And I can't get this to work, instead of showing the news article for editing, it just shows the error text "That news article could not be located in our database."

Any help would be greatly appreciated, Im very new to PHP, so this may be solved with something very simple. :)

fimi
12-20-2003, 04:23 PM
its because you didn't submit and you have no value for ' $id ' it goes to the else statement after the HTML part.

i see no reason of that suff under if (!$submit).

i would suggest using Smarty Template Engine, its very easy and worth it...you will have clean php code and not just that you can also skin the script. Sure it takes little bit of time to learn it but really its worth it.

hope this helps,
fimi

raf
12-20-2003, 04:25 PM
I don't see $id being set anywhere
I also don't see you specifying the collection ($_POST, $_SERVER etc.) so i assume you have regiter_globals = on

I recommens turning them to off
http://www.php.net/register_globals

And then try changing
<? echo $PHP_SELF; ?>"

into

<?php echo $_SERVER['PHP_SELF']; ?>"

(don't rely on shorttags)


To make sure $id has a value when the query is ran, change your code to
$query = "SELECT title, newstext FROM news WHERE id = '$id'";
echo $query;
die();
$result = mysql_query($query) or die ("Error in query: $query. " .

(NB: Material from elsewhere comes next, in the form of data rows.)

use chrono::Utc;
use serde_json::json;

use foreman_engines::EngineRequest;
use foreman_types::{
    ArtifactKind, ArtifactMeta, EventKind, ForemanError, Phase, Result, Run, RunStatus, Task,
    TaskSpec,
};

use crate::context::PLANNER_INSTRUCTIONS;
use crate::parse::parse_plan;
use crate::{PhaseOrchestrator, SpecInput};

#[derive(Debug)]
pub struct PlannerOutcome {
    pub run: Run,
    pub spec_artifact: ArtifactMeta,
    pub transcript_artifact: ArtifactMeta,
    pub plan_artifact: ArtifactMeta,
    pub tasks: Vec<Task>,
}

impl PhaseOrchestrator {
    /// Planner phase: spec in, tasks out. The transcript and the parsed
    /// plan are persisted as artifacts; every planned task starts in
    /// `PENDING` with version 1.
    pub async fn run_planner(
        &self,
        spec: SpecInput,
        engine_name: Option<&str>,
    ) -> Result<PlannerOutcome> {
        let ctx = self.context().clone();

        let spec_artifact = match spec {
            SpecInput::Body(body) => {
                self.put_artifact(body.as_bytes(), ArtifactKind::Spec, None, None)
                    .await?
            }
            SpecInput::Artifact(id) => ctx.store.get_artifact(id).await?,
        };
        let spec_body = String::from_utf8_lossy(&ctx.artifacts.read(&spec_artifact).await?)
            .into_owned();

        let engine = self.select_engine(engine_name).await?;
        let engine_id = engine.info().name;
        let (run, cancel) = self.start_run(&engine_id, Phase::Planner, None).await?;

        let prompt = format!("{PLANNER_INSTRUCTIONS}\n\n## Specification\n{spec_body}");
        let mut session = match engine
            .start(EngineRequest {
                prompt,
                context: Vec::new(),
                workdir: ctx.root.clone(),
            })
            .await
        {
            Ok(session) => session,
            Err(err) => {
                self.finish_run(run.id, RunStatus::Failure, None, Some(&err.to_string()))
                    .await?;
                self.phase_failed(Phase::Planner, run.id, err.code());
                return Err(err);
            }
        };

        let transcript = match self.drain_session(&mut session, run.id, &cancel).await {
            Ok(transcript) => transcript,
            Err(ForemanError::Cancelled) => {
                self.finish_run(run.id, RunStatus::Cancelled, None, None).await?;
                return Err(ForemanError::Cancelled);
            }
            Err(err) => {
                self.finish_run(run.id, RunStatus::Failure, None, Some(&err.to_string()))
                    .await?;
                self.phase_failed(Phase::Planner, run.id, err.code());
                return Err(err);
            }
        };

        let transcript_artifact = self
            .persist_transcript(&transcript, run.id, None)
            .await?;

        let mut plan = match parse_plan(&transcript) {
            Ok(plan) => plan,
            Err(err) => {
                self.finish_run(run.id, RunStatus::Failure, None, Some("plan_parse"))
                    .await?;
                self.phase_failed(Phase::Planner, run.id, "plan_parse");
                return Err(err);
            }
        };
        if plan.metadata.generated_at.is_none() {
            plan.metadata.generated_at = Some(Utc::now().to_rfc3339());
        }
        if plan.metadata.engine.is_none() {
            plan.metadata.engine = Some(engine_id.clone());
        }

        // Dependencies arrive as indices into the plan; only references to
        // already-created entries resolve to task ids, the rest are dropped.
        let mut tasks: Vec<Task> = Vec::with_capacity(plan.tasks.len());
        for entry in &plan.tasks {
            let dependencies = entry
                .dependencies
                .iter()
                .filter_map(|&index| tasks.get(index).map(|task: &Task| task.id))
                .collect();
            let spec = TaskSpec {
                title: entry.title.clone(),
                description: entry.description.clone(),
                priority: entry.priority.unwrap_or(0),
                acceptance_criteria: entry.acceptance_criteria.clone(),
                dependencies,
                gates: Vec::new(),
            };
            let task = ctx.governance.create_task(&spec, Phase::Planner).await?;
            tasks.push(task);
        }

        let plan_artifact = self
            .put_artifact(
                serde_json::to_vec_pretty(&plan)?.as_slice(),
                ArtifactKind::Plan,
                Some(run.id),
                None,
            )
            .await?;

        ctx.store
            .update_project(Some(Phase::Architect), None, None)
            .await?;
        let run = self.finish_run(run.id, RunStatus::Success, None, None).await?;
        self.phase_completed(Phase::Planner, run.id, "success");
        self.publish(
            EventKind::ProjectUpdated,
            json!({"currentPhase": Phase::Architect}),
        );

        Ok(PlannerOutcome {
            run,
            spec_artifact,
            transcript_artifact,
            plan_artifact,
            tasks,
        })
    }
}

and then load the page in your browser and look at the printed query
<edit>Posts crossed</edit>

fimi
12-20-2003, 04:31 PM
Originally posted by raf

To make sure $id has a value when the query is ran, change your code to
$query = "SELECT title, newstext FROM news WHERE id = '$id'";
echo $query;
die();
$result = mysql_query($query) or die ("Error in query: $query. " .

and then load the page in your browser and look at the printed query


Very useful thing to do... i use it very often when i see that there is something wrong getting the data from the db.

tip: can laso use exit; -> is same as die();

Skaidon
12-20-2003, 04:44 PM
Thanks for your help thus far.

I have ammended it, as you suggested, and you are right, the id isn't being passed over.

I have one page, that shows the news and has a link to edit, it should pass over the id number (editnews.php?id=1) is this not the correct way to do this?

Again I apologise for my "newbism", if you can point me to good articles on this, I would be greatful.

fimi
12-20-2003, 04:53 PM
yes you can do .....php?id=1

here's a good tutorial simillar to what you are doing:
click here (http://www.phpfreaks.com/tutorials/25/0.php)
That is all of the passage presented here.